Agenda item

North Durham Clinical Commissioning Group - Rapid Specialist Opinion service

Minutes:

The Committee received a report of the Director of Transformation and Partnerships  that provided an update in respect of a clinical audit undertaken in respect  of North Durham Clinical Commissioning Group’s Rapid Specialist Opinion (RSO) service (for copy see file of Minutes). The Chairman advised members that notification of consideration of this item had been passed to Roberta Blackman-Woods M.P.

 

Mike Brierley, Director of Corporate Programmes, Delivery and Operations, North Durham CCG shared the findings of the clinical audit undertaken of the RSO process.  Members were advised that the aim of the service was to provide the most appropriate treatment for a patient’s condition and only affected the following services:- dermatology, ophthalmology, ENT, gastroenterology, cardiology, gynaecology.  Members were advised that Dr John Nicholls had carried out the referral of audits working with seven practices, covering all three localities.  There had been a regional procurement exercise carried out and interest shown from GP federations.
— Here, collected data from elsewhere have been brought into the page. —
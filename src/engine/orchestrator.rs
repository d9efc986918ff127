//! Top-level orchestrator: entry validation, the recursive agent loop, and
//! terminal bookkeeping.

use std::collections::HashMap;
use std::sync::Arc;
use std::time::Instant;

use chrono::Utc;
use futures::future::BoxFuture;
use futures::FutureExt;
use serde_json::Value;
use tokio::sync::mpsc;

use super::agent::{AgentFailure, AgentSuccess, ChannelHost, ChildCall};
use super::prompts;
use super::trace::ExecutionTrace;
use crate::config::EngineConfig;
use crate::domain::{ContextMetadata, Execution, ExecutionStatus, NodeStatus};
use crate::error::{EngineError, EngineResult, ErrorKind};
use crate::events::{output_preview, prompt_preview, EngineEvent, EventBus};
use crate::llm::{
    call_with_retry, CompletionRequest, LlmError, PricingTable, ProviderRegistry, RetryPolicy,
};
use crate::repository::{ExecutionRepository, SessionRepository};
use crate::sandbox::{self, HostError, Outcome};

/// Input to one execution.
#[derive(Debug, Clone, Default)]
pub struct ExecuteRequest {
    pub user_query: String,
    pub context: Option<String>,
    pub session_id: Option<String>,
    pub model: Option<String>,
    /// Caller-chosen execution id, generated when absent. Lets callers
    /// subscribe to the event stream before the run begins.
    pub execution_id: Option<String>,
}

/// Per-execution immutable state threaded through the recursion.
struct RunScope {
    trace: Arc<ExecutionTrace>,
    context: Arc<String>,
    context_meta: ContextMetadata,
    model: String,
    deadline: Instant,
}

pub struct Orchestrator {
    config: EngineConfig,
    providers: Arc<ProviderRegistry>,
    pricing: PricingTable,
    retry: RetryPolicy,
    bus: Arc<EventBus>,
    executions: Arc<dyn ExecutionRepository>,
    sessions: Arc<dyn SessionRepository>,
}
Option 2 was preferred which would see the RSO continue for a further year.

 

Referring to table 6 of the report, Councillor Temple asked what the elective admissions were and was advised that they were planned admissions booked in.  Councillor Temple was concerned about the effect on the long term system and the admission of failure to train referrers.  He added that if unnecessary referrals were removed the result would be the same as the amount of elective referrals.  Mr Brierley explained that people on waiting lists could be pulled down but that it was the hardest part to quantify.  Councillor Temple went on to add that he was concerned at the lack of analysis of elective admissions versus the people put through.  He asked if people removed from the system were adversely affected.  Mr Brierley advised that the way of managing referrals did have a shelf life and the audit of the cross section of people referred back.  If an RSO was not in place it was harder to quantify.  Councillor Temple referred to the part of the report where it stated that there was no clinical disadvantage however he believed that the clinical audit represented half the number and did not feel that the report explained why the numbers were so different.  Mr Brierley explained that it reflected the difference in undertaking the audit.  He added that primary care was done as a matter of course.  The RSO number of referrals was not done as a matter of routine.  He said that it was difficult to undertake an audit in primary care.  Councillor Temple believed that the report justified the actions rather than analysis. Mr Brierley commented that the report sought to understand the impact of an RSO and the impact of deliverability, to manage demands and re-invest back into primary care.

 

The Chairman agreed with Councillor Temple in that there was no evidence base and that the report did not give any assurances.  Mr Brierley would speak to Dr Nicholls about providing more information.

 

Councillor Davinson agreed that further robust evidence was required.

 

Mr Chandy, DDES CCG explained that GPs could not use RSO if they felt that it would compromise the safety of a patient.  If patients were wrongly denied treatment through an RSO then the practice would not sign up for it.  He explained that not every referral result was an inpatient procedure and it was about balancing demand and supporting clinicians.

 

In noting the reduction in unnecessary referrals and the cost savings associated with this, the Committee felt that they would have expected to see more information within the audit report detailing how alternative treatment pathways had benefitted patients. It was suggested that further information be brought back to the Committee in 12 months time.

 

Resolved:

That the report be received and a further report be brought back to the Committee in 12 months time.